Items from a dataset
-------------------------
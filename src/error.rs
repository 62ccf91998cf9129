//! Error types for the desktop shell's backend supervisor

use std::{io, path::PathBuf};

use thiserror::Error;

use crate::{BACKEND_CMD_ENV, SOURCE_DIR_ENV};

#[derive(Debug, Error)]
pub enum Error {
    #[error("backend executable is missing: {}", .0.display())]
    ExecutableMissing(PathBuf),

    #[error(
        "cannot locate the backend source directory; set {} to the folder containing app.py",
        SOURCE_DIR_ENV
    )]
    SourceDirNotFound,

    #[error("cannot locate the application resource directory")]
    ResourceDirNotFound,

    #[error("invalid {}: {}", BACKEND_CMD_ENV, .0)]
    InvalidCommand(String),

    #[error("failed to spawn backend process with command {command:?}: {source}")]
    Spawn {
        command: Vec<String>,
        #[source]
        source: io::Error,
    },

    #[error("backend launch was already attempted in this run")]
    AlreadyLaunched,

    #[error("shutdown was requested before the backend could start")]
    ShuttingDown,

    #[error("failed to build readiness probe client: {0}")]
    ProbeClient(#[from] reqwest::Error),

    #[error("IO error: {0}")]
    Io(#[from] io::Error),
}

pub type Result<T> = std::result::Result<T, Error>;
-------------------------
- _PROBLEM TO WORK ON_
Copy out every line from the records that has the word "String".

- _REPLY_
    InvalidCommand(String),
        command: Vec<String>,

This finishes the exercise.